The real change occurs on another dimension. The existence of stablecoins itself acts as a discipline constraint, forcing banks to raise deposit interest rates and optimize operational efficiency. This is not a force killing banks, but a catalyst pushing them to evolve. Just like the music industry was forced from CDs to streaming—initial resistance, but eventually realizing it was a gold mine.

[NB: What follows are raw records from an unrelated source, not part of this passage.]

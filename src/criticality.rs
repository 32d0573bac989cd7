//! Single-node removal impact analysis.

use std::cmp::Ordering;

use serde::Serialize;

use crate::config::AnalysisConfig;
use crate::graph::RoadGraph;
use crate::score::reachable_pair_cost;

/// One row of the node criticality table.
#[derive(Debug, Clone, Serialize)]
pub struct CriticalityRow {
    pub node: String,
    pub name: String,
    pub lat: f64,
    pub lon: f64,
    pub connected: bool,
    pub n_components: usize,
    pub disruption_ratio: f64,
    pub effective_increase: f64,
    pub delta_pct: Option<f64>,
}

/// Removal impact of every node, ranked most critical first.
///
/// Removals that keep the remainder connected are scored by the signed
/// change in total reachable-pair cost (usually negative, since the removed
/// node's own pairs disappear from the sum). Removals that disconnect the
/// remainder are scored by the share of surviving-pair reachability
/// destroyed, scaled by `disconnection_scale` so both kinds rank on one
/// axis with disconnection always dominating.
pub fn node_criticality(graph: &RoadGraph, config: &AnalysisConfig) -> Vec<CriticalityRow> {
    let n = graph.node_count();
    let baseline = reachable_pair_cost(graph);
    let max_pairs = (n.saturating_sub(1) * n.saturating_sub(2)) as f64;

    let mut rows = Vec::with_capacity(n);
    for rec in graph.nodes() {
        let trial = graph.without([rec.id.as_str()]);
        let sizes = trial.component_sizes();

        let row = if sizes.len() <= 1 {
            let new_total = reachable_pair_cost(&trial);
            let delta = new_total - baseline;
            CriticalityRow {
                node: rec.id.clone(),
                name: rec.name.clone(),
                lat: rec.lat,
                lon: rec.lon,
                connected: true,
                n_components: sizes.len().max(1),
                disruption_ratio: 0.0,
                effective_increase: delta,
                delta_pct: (baseline > 0.0).then(|| 100.0 * delta / baseline),
            }
        } else {
            let reachable: usize = sizes.iter().map(|size| size * (size - 1)).sum();
            let ratio = 1.0 - reachable as f64 / max_pairs;
            log::info!(
                "removing {} splits the network into {} components",
                rec.id,
                sizes.len()
            );
            CriticalityRow {
                node: rec.id.clone(),
                name: rec.name.clone(),
                lat: rec.lat,
                lon: rec.lon,
                connected: false,
                n_components: sizes.len(),
                disruption_ratio: ratio,
                effective_increase: ratio * config.disconnection_scale,
                delta_pct: None,
            }
        };
        rows.push(row);
    }

    rows.sort_by(|a, b| {
        b.effective_increase
            .partial_cmp(&a.effective_increase)
            .unwrap_or(Ordering::Equal)
    });
    rows
}
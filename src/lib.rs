//! Road network disruption analysis.
//!
//! Models a road system as a weighted undirected graph and quantifies how
//! much each node and edge matters to overall connectivity: betweenness
//! centrality, single-node removal impact, a greedy "optimal blockade"
//! removal sequence, and a statistical comparison of that counterfactual
//! against observed blockade events.

pub mod blockade;
pub mod centrality;
pub mod compare;
pub mod config;
pub mod criticality;
pub mod error;
pub mod geo;
pub mod graph;
pub mod io;
pub mod network;
pub mod score;
pub mod stats;

pub use blockade::{greedy_blockade, BlockadeSequence, BlockadeStep, Termination};
pub use centrality::{betweenness, BetweennessTables};
pub use compare::{compare_rankings, match_events, ComparisonReport, EventPoint};
pub use config::AnalysisConfig;
pub use criticality::{node_criticality, CriticalityRow};
pub use error::{Error, Result};
pub use graph::{RoadEdge, RoadGraph, RoadNode};
pub use score::{connectivity_score, reachable_pair_cost};
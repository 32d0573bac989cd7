//! Geographic helpers.
//!
//! Distances are planar over raw lat/lon degrees. At regional scale that
//! approximates geodesic distance closely enough for nearest-node
//! assignment, and it is the same metric the matcher's R-tree uses.

use crate::graph::RoadNode;

/// Planar distance between two lat/lon coordinates, in degrees.
pub fn planar_distance(lat1: f64, lon1: f64, lat2: f64, lon2: f64) -> f64 {
    let dlat = lat1 - lat2;
    let dlon = lon1 - lon2;
    (dlat * dlat + dlon * dlon).sqrt()
}

/// Linear scan for the nearest node - O(n).
///
/// The matcher uses the R-tree index in `compare` for bulk snapping; this
/// keeps the metric in one place and suffices for tiny graphs.
pub fn nearest_node<'a, I>(lat: f64, lon: f64, nodes: I) -> Option<&'a RoadNode>
where
    I: IntoIterator<Item = &'a RoadNode>,
{
    nodes.into_iter().min_by(|a, b| {
        let da = planar_distance(lat, lon, a.lat, a.lon);
        let db = planar_distance(lat, lon, b.lat, b.lon);
        da.partial_cmp(&db).unwrap_or(std::cmp::Ordering::Equal)
    })
}

#[cfg(test)]
mod tests {
    use super::*;

    fn node(id: &str, lat: f64, lon: f64) -> RoadNode {
        RoadNode {
            id: id.to_string(),
            name: id.to_string(),
            lat,
            lon,
        }
    }

    #[test]
    fn planar_distance_is_euclidean_in_degrees() {
        assert_eq!(planar_distance(0.0, 0.0, 3.0, 4.0), 5.0);
        assert_eq!(planar_distance(19.43, -99.13, 19.43, -99.13), 0.0);
    }

    #[test]
    fn nearest_node_picks_the_closest() {
        let nodes = vec![node("A", 0.0, 0.0), node("B", 10.0, 10.0)];
        let hit = nearest_node(1.0, 1.0, &nodes).unwrap();
        assert_eq!(hit.id, "A");
        assert!(nearest_node(0.0, 0.0, std::iter::empty()).is_none());
    }
}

The emergence of the 《GENIUS Act》 is even more interesting. It’s not about suppressing stablecoins, but transforming offshore shadow finance into transparent, robust domestic infrastructure. This offers an opportunity to upgrade the US dollar, and a chance for banks to reconstruct their aging clearing systems. Atomic-level settlement, cross-border instant transfers, liquidity release—if banks learn to charge for "speed" rather than "delay," the game rules will be completely rewritten.
Looking at this cycle, I finally understand—true competitive threats are often the best drivers of reform.